### Work request
The records that follow must be reproduced in full, exactly as written.

### Materials provided
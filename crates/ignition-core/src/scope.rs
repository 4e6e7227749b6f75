//! Cancellation-scope tree.
//!
//! A scope wraps a [`tokio_util::sync::CancellationToken`] so in-flight
//! `tokio::select!` waits get native, zero-poll cancellation, while the scope
//! itself separately tracks *why* it was cancelled, since a bare token only
//! answers "is it cancelled", never "by whom, and with what reason".

use std::sync::Mutex;
use std::sync::Arc;

use tokio_util::sync::CancellationToken;
use tracing::debug;

/// Why a scope (or the signal running under it) ended up cancelled.
#[derive(Debug, Clone, Copy, PartialEq, Eq)]
pub enum CancellationReason {
    /// The caller's own token, passed into `wait_all`, fired.
    ExternalCancellation,
    /// A sibling signal bound to this scope (or an ancestor) failed, and
    /// `cancel_scope_on_failure` was set for that binding.
    SignalFailure,
    /// A timeout (global or per-signal) elapsed.
    Timeout,
    /// An ancestor scope was cancelled and this node inherited it.
    ParentCancelled,
    /// `scope.cancel` was called directly by a caller for no other tracked
    /// reason.
    ManualCancel,
}

/// Terminal or live state of a [`CancellationScope`].
#[derive(Debug, Clone, PartialEq, Eq)]
pub enum ScopeStatus {
    Active,
    Cancelled {
        reason: CancellationReason,
        message: Option<String>,
    },
}

struct ScopeState {
    status: ScopeStatus,
}

/// One node in the cancellation-scope tree. Scopes are always held behind an
/// `Arc` since children keep a strong reference to their parent's children
/// list and callers keep references to scopes they bound signals to.
pub struct CancellationScope {
    name: String,
    token: CancellationToken,
    children: Mutex<Vec<Arc<CancellationScope>>>,
    state: Mutex<ScopeState>,
}

impl CancellationScope {
    /// Creates a fresh, unparented, `Active` scope.
    pub fn new_root(name: impl Into<String>) -> Arc<Self> {
        Arc::new(Self {
            name: name.into(),
            token: CancellationToken::new(),
            children: Mutex::new(Vec::new()),
            state: Mutex::new(ScopeState {
                status: ScopeStatus::Active,
            }),
        })
    }

    /// Creates a child scope whose token is derived from this one via
    /// [`CancellationToken::child_token`], so cancelling this scope (or any
    /// ancestor) cancels the child's token immediately, with no extra task.
    ///
    /// If this scope is already cancelled, the child is created already
    /// cancelled with reason `ParentCancelled` rather than racing the caller.
    pub fn child(self: &Arc<Self>, name: impl Into<String>) -> Arc<Self> {
        let child = Arc::new(Self {
            name: name.into(),
            token: self.token.child_token(),
            children: Mutex::new(Vec::new()),
            state: Mutex::new(ScopeState {
                status: ScopeStatus::Active,
            }),
        });
        self.children.lock().unwrap().push(child.clone());
        if matches!(self.status(), ScopeStatus::Cancelled { .. }) {
            child.cancel_cascade(CancellationReason::ParentCancelled, None);
        }
        child
    }

    pub fn name(&self) -> &str {
        &self.name
    }

    /// The live cancellation token for this scope. Cloning is cheap; the
    /// clone observes the same cancellation.
    pub fn token(&self) -> CancellationToken {
        self.token.clone()
    }

    pub fn status(&self) -> ScopeStatus {
        self.state.lock().unwrap().status.clone()
    }

    pub fn is_cancelled(&self) -> bool {
        matches!(self.status(), ScopeStatus::Cancelled { .. })
    }

    /// Cancels this scope and every transitive descendant. First
    /// cancellation wins: calling this on an already-cancelled scope is a
    /// no-op and does not overwrite the recorded reason (see DESIGN.md).
    ///
    /// All descendant state is updated before this call returns.
    pub fn cancel(&self, reason: CancellationReason, message: Option<String>) {
        self.cancel_cascade(reason, message);
    }

    fn cancel_cascade(&self, reason: CancellationReason, message: Option<String>) {
        let became_cancelled = {
            let mut state = self.state.lock().unwrap();
            if matches!(state.status, ScopeStatus::Active) {
                state.status = ScopeStatus::Cancelled {
                    reason,
                    message: message.clone(),
                };
                true
            } else {
                false
            }
        };
        if !became_cancelled {
            return;
        }
        debug!(scope = %self.name, ?reason, "scope cancelled");
        self.token.cancel();
        let children = self.children.lock().unwrap().clone();
        for child in children {
            child.cancel_cascade(CancellationReason::ParentCancelled, None);
        }
    }
}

### Task response
filename crates/ignition-core/src/scope.rs
repository 4e6e7227749b6f75
//! Cancellation-scope tree.
//!
//! A scope wraps a [`tokio_util::sync::CancellationToken`] so in-flight
//! `tokio::select!` waits get native, zero-poll cancellation, while the scope
//! itself separately tracks *why* it was cancelled, since a bare token only
//! answers "is it cancelled", never "by whom, and with what reason".

use std::sync::Mutex;
use std::sync::Arc;

use tokio_util::sync::CancellationToken;
use tracing::debug;

/// Why a scope (or the signal running under it) ended up cancelled.
#[derive(Debug, Clone, Copy, PartialEq, Eq)]
pub enum CancellationReason {
    /// The caller's own token, passed into `wait_all`, fired.
    ExternalCancellation,
    /// A sibling signal bound to this scope (or an ancestor) failed, and
    /// `cancel_scope_on_failure` was set for that binding.
    SignalFailure,
    /// A timeout (global or per-signal) elapsed.
    Timeout,
    /// An ancestor scope was cancelled and this node inherited it.
    ParentCancelled,
    /// `scope.cancel` was called directly by a caller for no other tracked
    /// reason.
    ManualCancel,
}

/// Terminal or live state of a [`CancellationScope`].
#[derive(Debug, Clone, PartialEq, Eq)]
pub enum ScopeStatus {
    Active,
    Cancelled {
        reason: CancellationReason,
        message: Option<String>,
    },
}

struct ScopeState {
    status: ScopeStatus,
}

/// One node in the cancellation-scope tree. Scopes are always held behind an
/// `Arc` since children keep a strong reference to their parent's children
/// list and callers keep references to scopes they bound signals to.
pub struct CancellationScope {
    name: String,
    token: CancellationToken,
    children: Mutex<Vec<Arc<CancellationScope>>>,
    state: Mutex<ScopeState>,
}

impl CancellationScope {
    /// Creates a fresh, unparented, `Active` scope.
    pub fn new_root(name: impl Into<String>) -> Arc<Self> {
        Arc::new(Self {
            name: name.into(),
            token: CancellationToken::new(),
            children: Mutex::new(Vec::new()),
            state: Mutex::new(ScopeState {
                status: ScopeStatus::Active,
            }),
        })
    }

    /// Creates a child scope whose token is derived from this one via
    /// [`CancellationToken::child_token`], so cancelling this scope (or any
    /// ancestor) cancels the child's token immediately, with no extra task.
    ///
    /// If this scope is already cancelled, the child is created already
    /// cancelled with reason `ParentCancelled` rather than racing the caller.
    pub fn child(self: &Arc<Self>, name: impl Into<String>) -> Arc<Self> {
        let child = Arc::new(Self {
            name: name.into(),
            token: self.token.child_token(),
            children: Mutex::new(Vec::new()),
            state: Mutex::new(ScopeState {
                status: ScopeStatus::Active,
            }),
        });
        self.children.lock().unwrap().push(child.clone());
        if matches!(self.status(), ScopeStatus::Cancelled { .. }) {
            child.cancel_cascade(CancellationReason::ParentCancelled, None);
        }
        child
    }

    pub fn name(&self) -> &str {
        &self.name
    }

    /// The live cancellation token for this scope. Cloning is cheap; the
    /// clone observes the same cancellation.
    pub fn token(&self) -> CancellationToken {
        self.token.clone()
    }

    pub fn status(&self) -> ScopeStatus {
        self.state.lock().unwrap().status.clone()
    }

    pub fn is_cancelled(&self) -> bool {
        matches!(self.status(), ScopeStatus::Cancelled { .. })
    }

    /// Cancels this scope and every transitive descendant. First
    /// cancellation wins: calling this on an already-cancelled scope is a
    /// no-op and does not overwrite the recorded reason (see DESIGN.md).
    ///
    /// All descendant state is updated before this call returns.
    pub fn cancel(&self, reason: CancellationReason, message: Option<String>) {
        self.cancel_cascade(reason, message);
    }

    fn cancel_cascade(&self, reason: CancellationReason, message: Option<String>) {
        let became_cancelled = {
            let mut state = self.state.lock().unwrap();
            if matches!(state.status, ScopeStatus::Active) {
                state.status = ScopeStatus::Cancelled {
                    reason,
                    message: message.clone(),
                };
                true
            } else {
                false
            }
        };
        if !became_cancelled {
            return;
        }
        debug!(scope = %self.name, ?reason, "scope cancelled");
        self.token.cancel();
        let children = self.children.lock().unwrap().clone();
        for child in children {
            child.cancel_cascade(CancellationReason::ParentCancelled, None);
        }
    }
}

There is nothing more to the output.